Decrease in performance status after lobectomy mean poor prognosis in elderly lung cancer patients
Original Article

Decrease in performance status after lobectomy mean poor prognosis in elderly lung cancer patients

Yo Kawaguchi1,2, Jun Hanaoka1, Yasuhiko Oshio1, Masayuki Hashimoto1, Tomoyuki Igarashi1, Yoko Kataoka1, Ryosuke Kaku1, Yuki Namura1, Akira Akazawa1

1Division of General Thoracic Surgery, Department of Surgery, Shiga University of Medical Science, Otsu, Shiga, Japan; 2Division of General Thoracic Surgery, Kusatsu General Hospital, Kusatsu, Shiga, Japan

Contributions: (I) Conception and design: Y Kawaguchi; (II) Administrative support: J Hanaoka; (III) Provision of study materials or patients: All authors; (IV) Collection and assembly of data: All authors; (V) Data analysis and interpretation: All authors; (VI) Manuscript writing: All authors; (VII) Final approval of manuscript: All authors.

Correspondence to: Yo Kawaguchi. Division of General Thoracic Surgery, Department of Surgery, Shiga University of Medical Science; Division of General Thoracic Surgery, Kusatsu General Hospital, Tsukinowacho, Seta, Otsu, Shiga, 502-2192, Japan. Email: kawaguchi1228@yahoo.co.jp.

Background: Surgery remains the best treatment for obtaining cure in patients with resectable lung cancer, regardless of age. In elderly patients, however, the presumed fear of decreased performance status (PS) after lobectomy has resulted in the delivery of sub-optimal cancer surgery. Surgical decision making for such patients would become easier if post-lobectomy survival benefits and changes in PS were well defined.

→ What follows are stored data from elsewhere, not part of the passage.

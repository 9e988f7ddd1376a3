//! Element kinds and pluggable normalization rules.
//!
//! The core only knows two things about an element beyond its shape: whether
//! it is *inline* (flows inside text, like a link) and whether it is *void*
//! (its content is not editable, like an image). Both are decided by the
//! element's type property, as configured in [`crate::config::SchemaConfig`].
//!
//! Extra invariants are added with [`Rule`]s, which run after the core rules
//! on every dirty node.

use std::{
  collections::HashSet,
  fmt,
};

use crate::{
  config::SchemaConfig,
  editor::{
    Editor,
    Result,
  },
  node::{
    Element,
    Node,
  },
  path::Path,
};

/// A deferred fix for an invalid node. Repairs change the document only
/// through [`Editor::apply`] and the transforms built on it.
pub type Repair = Box<dyn FnOnce(&mut Editor) -> Result<()>>;

/// A schema plugin.
pub trait Rule {
  /// Shown in logs when the rule fires.
  fn name(&self) -> &str;

  /// Inspect the node at `path`, returning a repair if it is invalid. The
  /// repair must make progress: a rule that keeps firing on the same node
  /// trips the normalization iteration limit.
  fn validate(&self, editor: &Editor, node: &Node, path: &Path) -> Option<Repair>;
}

pub struct Schema {
  type_key: String,
  inline:   HashSet<String>,
  void:     HashSet<String>,
  rules:    Vec<Box<dyn Rule>>,
}

impl Default for Schema {
  fn default() -> Self {
    Self::from_config(&SchemaConfig::default())
  }
}

impl fmt::Debug for Schema {
  fn fmt(&self, f: &mut fmt::Formatter<'_>) -> fmt::Result {
    f.debug_struct("Schema")
      .field("type_key", &self.type_key)
      .field("inline", &self.inline)
      .field("void", &self.void)
      .field(
        "rules",
        &self.rules.iter().map(|rule| rule.name()).collect::<Vec<_>>(),
      )
      .finish()
  }
}

impl Schema {
  pub fn from_config(config: &SchemaConfig) -> Self {
    Self {
      type_key: config.type_key.clone(),
      inline:   config.inline.iter().cloned().collect(),
      void:     config.void.iter().cloned().collect(),
      rules:    Vec::new(),
    }
  }

  pub fn with_rule(mut self, rule: impl Rule + 'static) -> Self {
    self.add_rule(rule);
    self
  }

  pub fn add_rule(&mut self, rule: impl Rule + 'static) {
    self.rules.push(Box::new(rule));
  }

  pub fn rules(&self) -> &[Box<dyn Rule>] {
    &self.rules
  }

  /// The element's type, if it has a string one.
  pub fn element_type<'a>(&self, element: &'a Element) -> Option<&'a str> {
    element
      .properties
      .get(&self.type_key)
      .and_then(serde_json::Value::as_str)
  }

  pub fn is_inline(&self, element: &Element) -> bool {
    self
      .element_type(element)
      .is_some_and(|kind| self.inline.contains(kind))
  }

  pub fn is_void(&self, element: &Element) -> bool {
    self
      .element_type(element)
      .is_some_and(|kind| self.void.contains(kind))
  }

  /// Text leaves and inline elements can share a parent; blocks cannot
  /// share one with either.
  pub fn is_inline_or_text(&self, node: &Node) -> bool {
    match node {
      Node::Text(_) => true,
      Node::Element(element) => self.is_inline(element),
    }
  }
}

Methods: We reviewed patients aged 75 years or older who received lobectomy for non-small cell lung cancer (NSCLC) at our hospital between January 2004 and December 2014. Eastern Cooperative Oncology Group PS was preoperatively and postoperatively assessed in 137 patients. Patients were classified into 2 groups based on the change in PS: in Group 1, postoperative and preoperative PS were the same; in group 2, postoperative PS was less than preoperative PS. We compared the characteristics of patients in groups 1 and 2.

Results: Overall 5-year survival was 47.4% in group 1 and 0% in group 2 (P<0.001). History of cardiac ischemia (P=0.001) and squamous cell carcinoma (P=0.015) were identified as significant predictors of reduced postoperative PS.

Conclusions: Our results show that maintenance of PS after lobectomy is expected to be associated with a good prognosis. However, reduction of PS after lobectomy indicates an extremely poor prognosis in elderly patients with lung cancer. History of cardiac ischemia and squamous cell carcinoma are possible risk factors for decreasing PS. Thus, careful patient evaluation and selection are needed when deciding whether to use lobectomy in clinical practice.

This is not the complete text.